Boyle has said the show is
"trying to show the best of us, but we're also trying to show many,
many different things about our country".
The
ceremony will open with the sound of a 27-ton bell – the largest
harmonically tuned bell in the world - forged at London's 442-year-old
Whitechapel Bell Foundry, which made London's Big Ben and Philadelphia's
Liberty Bell.
A prerecorded segment has been
filmed inside Buckingham Palace, reportedly involving Queen Elizabeth II
and Daniel Craig as secret agent James Bond. If rumuor is to be
believed, a stuntman dressed as 007 will parachute into the stadium to
start the show.
The opening sequence will evoke a
pastoral idyll, the "green and pleasant land" described in William
Blake's poem 'Jerusalem', which has been set to music and is regarded as
England's unofficial national anthem. There's a meadow, livestock, a
farmer plowing his field, a cricket match - and, in a nod to Britain's
plethora of rural summer music festivals, a mosh pit.
Boyle
hasn't disclosed what comes next, but has said the ceremony will depict
Britain's past, present and future for a global television audience
estimated at 1 billion. In addition to the athletes and performers, some
60,000 spectators will be in the stadium, including political leaders
from around the world. US first lady Michelle Obama and her daughters
and a sprinkling of European and celebrity royalty will be among those
attending.
Aerial photographs of the set for the
second section of the show depict dark buildings and smokestacks with
the River Thames running through it. This is the other side of the
country described in 'Jerusalem' - a land of "dark satanic mills".
A
third act will tackle the regeneration of east London, where the
Olympics are taking place, as parkland and a creative heartland, home to
many artists, designers and internet startups.
There
will be vignettes drawing on British history - Boyle's people-power
version of it - including Depression-era jobless protesters and nurses
performing a tribute to the National Health Service, founded in 1948 to
provide free health care for all Britons and now a much fought-over
national institution.
Performers dressed as
miners and factory workers have also been seen going into the stadium,
and one set piece is a model of the Empire Windrush, a ship that brought
hundreds of Caribbean migrants to Britain in 1948.
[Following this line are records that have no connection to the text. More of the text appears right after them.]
use quire_model::EntitySchema;
use quire_types::ResourceType;
use serde::{Deserialize, Serialize};
use std::collections::HashMap;
use std::time::Duration;

/// Configuration for the resource store.
#[derive(Debug, Clone, PartialEq, Serialize, Deserialize)]
#[serde(default)]
pub struct StoreConfig {
    /// How long a fetched entry is served without revalidation (seconds).
    pub ttl_secs: u64,
    /// Debounce window for keystroke search (ms).
    pub debounce_ms: u64,
    /// Interval of the background session expiry check (seconds).
    pub session_check_secs: u64,
    /// Capacity of the store event broadcast channel.
    pub event_capacity: usize,
    /// Per-resource overrides of the searchable fields.
    pub search_fields: HashMap<ResourceType, Vec<String>>,
}

impl Default for StoreConfig {
    fn default() -> Self {
        Self {
            ttl_secs: 300,
            debounce_ms: 300,
            session_check_secs: 60,
            event_capacity: 256,
            search_fields: HashMap::new(),
        }
    }
}

impl StoreConfig {
    pub fn ttl(&self) -> chrono::Duration {
        chrono::Duration::seconds(i64::try_from(self.ttl_secs).unwrap_or(i64::MAX))
    }

    pub fn debounce(&self) -> Duration {
        Duration::from_millis(self.debounce_ms)
    }

    pub fn session_check_interval(&self) -> Duration {
        Duration::from_secs(self.session_check_secs.max(1))
    }

    /// Builds the schema registry, applying search field overrides.
    pub fn schemas(&self) -> SchemaRegistry {
        let mut registry = SchemaRegistry::default();
        for (resource, fields) in &self.search_fields {
            let schema = EntitySchema::for_resource(*resource).with_searchable_fields(fields.clone());
            registry.register(schema);
        }
        registry
    }
}

/// Schemas for every resource type, defaulting to [`EntitySchema::for_resource`].
#[derive(Debug, Clone)]
pub struct SchemaRegistry {
    schemas: HashMap<ResourceType, EntitySchema>,
}

impl SchemaRegistry {
    /// Replaces the schema for its resource type.
    pub fn register(&mut self, schema: EntitySchema) {
        self.schemas.insert(schema.resource, schema);
    }

    pub fn get(&self, resource: ResourceType) -> &EntitySchema {
        // Every resource type is populated by `Default`.
        &self.schemas[&resource]
    }
}

impl Default for SchemaRegistry {
    fn default() -> Self {
        Self {
            schemas: ResourceType::ALL
                .into_iter()
                .map(|r| (r, EntitySchema::for_resource(r)))
                .collect(),
        }
    }
}
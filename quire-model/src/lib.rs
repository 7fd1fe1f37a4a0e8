//! Entity model for Quire.
//!
//! Defines the contracts between the blogging API's JSON and the resource
//! store:
//! - [`Article`], [`User`], [`Comment`], [`Notification`], [`Community`]: the
//!   tagged entity shapes, validated once when server data enters the cache
//! - [`EntitySchema`]: per-resource id field, searchable fields and merge
//!   strategy
//! - [`Patch`]: shallow field-level change sets with computable inverses,
//!   the unit of every optimistic update
//!
//! Anything beyond these shapes passes through the store as opaque JSON.

mod patch;
mod schema;
mod shapes;

pub use patch::{FieldOp, Patch};
pub use schema::{EntitySchema, MergeStrategy};
pub use shapes::{
    Article, Comment, Community, CommunityMember, EntityShape, Notification, User, entity_id,
    validate_shape,
};

use quire_types::ResourceType;

/// Result type for model operations.
pub type ModelResult<T> = Result<T, ModelError>;

/// Errors raised while validating shapes or building patches.
#[derive(Debug, Clone, PartialEq, Eq, thiserror::Error)]
pub enum ModelError {
    #[error("{resource} payload is not a JSON object")]
    NotAnObject { resource: ResourceType },

    #[error("invalid {resource} shape: {message}")]
    InvalidShape {
        resource: ResourceType,
        message: String,
    },

    #[error("{resource} payload has no id field")]
    MissingId { resource: ResourceType },

    #[error("patch must be a JSON object")]
    PatchNotObject,

    #[error("cannot invert a patch against a non-object value")]
    InvertNonObject,
}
According to the Sunday Times, one section will feature characters from children's fiction classics including Alice in Wonderland and Peter Pan - and a showdown between Voldemort, the villain of JK Rowling's Harry Potter books, and a horde of flying magical nannies based on Mary Poppins.
Boyle
has stressed that the ceremony is not a concert - "the real stars are
the athletes" - but music will play a key role, with musical direction
by electronic duo Underworld, who have worked with Boyle since his 1996
movie Trainspotting.
Music heard coming
from the stadium in recent days ranges from 'Jerusalem' - of course - to
songs by The Beatles, The Who, the Sex Pistols, and Vangelis' theme
from Chariots of Fire.
There are also
songs by newer acts, including Dizzee Rascal and Tinie Tempah, two
homegrown stars forged in the gritty London environment that
Boyle is celebrating.
The
final act will be former Beatle Paul McCartney - due to lead the
audience in a sing-along of 'Hey Jude', with thousands of voices urging
"take a sad song and make it better".
Final
touches are still being put on the show, with a technical rehearsal
scheduled for Monday evening and a final dress rehearsal. Boyle has
already cut a stunt bike sequence to try to keep the show to its
allotted three-hour running time so everyone can use public transport to
get home.
Boyle's spectacle is only part of the Summer Games opening ceremony, much of which is dictated by Olympic protocol.
There
also will be a parade of athletes from the more than 200 participating
nations, speeches by dignitaries - including the queen, who will
officially declare the games open - and of course the lighting of the
Olympic cauldron.
The identity of the torchbearer
who will ignite the cauldron it is the most closely guarded secret of
all - and so far, that has not leaked.